Precisamente sorprende que sea en un tema como ‘Killpop’ donde acortan el tiempo, en lo que podríamos catalogar como la ‘Vermillion’ de este álbum; para bien, ya que no cansa dentro de su estilo más pausado (y sobre todo melódico). ‘Goodbye’ es otra que se puede catalogar de la misma manera (aunque sigo sin entender el arrebato final que tiene, que no pega ni con cola). Los que escucharon en el momento de su salida el primer disco de STONE SOUR seguramente entenderán este comentario. La sensación de la que hablaba en el segundo párrafo de escuchar su debut, se ha ido revirtiendo con el paso del tiempo. Si STONE SOUR recordaba SLIPKNOT, ahora es SLIPKNOT el que suena en muchos momentos más a STONE SOUR que el propio quinteto.  ‘Skeptic’ sí es un pelotazo más a la antigua usanza, más sucio y con Corey desatado, recuperando la garra de la que hacen gala al principio del disco. Algo parecido sucede con ‘Custer’ y en algunas partes de ‘Nomadic’, que se podría decir que forman el trío de ases esta vez. Por otro lado, ‘Lech’ y ‘The One That Kills The Least’ resultan difíciles de asimilar… Vuelvo a lo dicho antes, cúmulo de ideas pegadas en un tema. Algo que afecta hasta los temas de su edición especial, sobre todo a ‘Override’, no tanto a ‘The Burden’, que tiene un punto atrayente dentro de su densidad (hubiera puesto un punto y final al disco como tal mucho más digno).

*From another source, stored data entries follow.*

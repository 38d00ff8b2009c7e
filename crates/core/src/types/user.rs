//! User profile type.

use serde::{Deserialize, Serialize};

use super::email::Email;
use super::id::UserId;

/// The authenticated user's profile as the backend returns it.
///
/// Owned exclusively by the session; the backend is authoritative for every
/// field, so profile updates replace this record wholesale rather than
/// merging into it.
#[derive(Debug, Clone, PartialEq, Eq, Serialize, Deserialize)]
#[serde(rename_all = "camelCase")]
pub struct UserProfile {
    /// Backend-issued user ID.
    #[serde(rename = "_id", alias = "id")]
    pub id: UserId,
    /// Given name, shown in greetings.
    pub first_name: String,
    /// Family name.
    #[serde(default)]
    pub last_name: String,
    /// Login email address.
    pub email: Email,
}

impl UserProfile {
    /// Full display name, as sent to the register endpoint: the two name
    /// parts joined with a space and trimmed.
    #[must_use]
    pub fn full_name(&self) -> String {
        format!("{} {}", self.first_name, self.last_name)
            .trim()
            .to_owned()
    }
}

#[cfg(test)]
mod tests {
    use super::*;

    #[test]
    fn deserializes_mongo_style_id() {
        let user: UserProfile = serde_json::from_str(
            r#"{"_id":"u1","firstName":"Avi","lastName":"Cohen","email":"a@b.com"}"#,
        )
        .expect("deserialize");
        assert_eq!(user.id, UserId::new("u1"));
        assert_eq!(user.first_name, "Avi");
    }

    #[test]
    fn tolerates_missing_last_name() {
        let user: UserProfile =
            serde_json::from_str(r#"{"id":"u1","firstName":"Avi","email":"a@b.com"}"#)
                .expect("deserialize");
        assert_eq!(user.last_name, "");
        assert_eq!(user.full_name(), "Avi");
    }
}
//! Shared helpers for the client integration tests.

// Each test binary compiles its own copy; not every binary uses every helper.
#![allow(dead_code)]

use std::sync::Arc;

use serde_json::json;
use url::Url;

use flyercraft_client::{
    ApiClient, ClientConfig, CredentialStore, MemoryCredentialStore, SessionManager,
};
use flyercraft_core::{AuthToken, UserProfile};

/// Build a dispatcher pointed at the mock server, backed by an in-memory
/// credential store.
pub fn api_for(server: &mockito::ServerGuard) -> (ApiClient, Arc<MemoryCredentialStore>) {
    let store = Arc::new(MemoryCredentialStore::new());
    let config = ClientConfig::new(
        Url::parse(&server.url()).expect("mock server url"),
        std::env::temp_dir(),
    );
    let api = ApiClient::new(&config, store.clone()).expect("client builds");
    (api, store)
}

/// A backend user record as JSON.
pub fn user_json(id: &str, first_name: &str) -> serde_json::Value {
    json!({
        "_id": id,
        "firstName": first_name,
        "lastName": "Cohen",
        "email": "a@b.com",
    })
}

/// The same record as a typed profile.
pub fn user(id: &str, first_name: &str) -> UserProfile {
    serde_json::from_value(user_json(id, first_name)).expect("valid user")
}

/// Seed the store and rehydrate the session so subsequent calls carry
/// `Bearer <token>`. Mounts a one-shot profile mock for the verification
/// probe.
pub async fn sign_in(
    server: &mut mockito::ServerGuard,
    store: &Arc<MemoryCredentialStore>,
    manager: &SessionManager,
    token: &str,
) {
    store.save(&AuthToken::new(token), &user("u1", "Avi"));

    let profile = server
        .mock("GET", "/api/auth/profile")
        .match_header("authorization", format!("Bearer {token}").as_str())
        .with_status(200)
        .with_header("content-type", "application/json")
        .with_body(json!({"user": user_json("u1", "Avi")}).to_string())
        .create_async()
        .await;

    manager.initialize().await;
    profile.assert_async().await;
}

Tras ‘Be Prepared For Hell’, que no deja de ser un previo para ‘The Negative One’, sólo queda ‘If Rain Is What You Want’, que siguiendo con los paralelismos, es la ‘Til We Die’ de esta obra. ‘.5 The Gray Chapter’ no es que decepcione, pero con lo que han sorprendido SLIPKNOT en el pasado a muchos niveles, el paso del tiempo no les ha sentado demasiado bien a la hora de transformar lo que ellos llaman expectativas en sorpresas. A pesar de todo, a ver si nos visitan para el año que viene, que aunque parezca mentira ya habrán pasado seis años desde su último paso por aquí.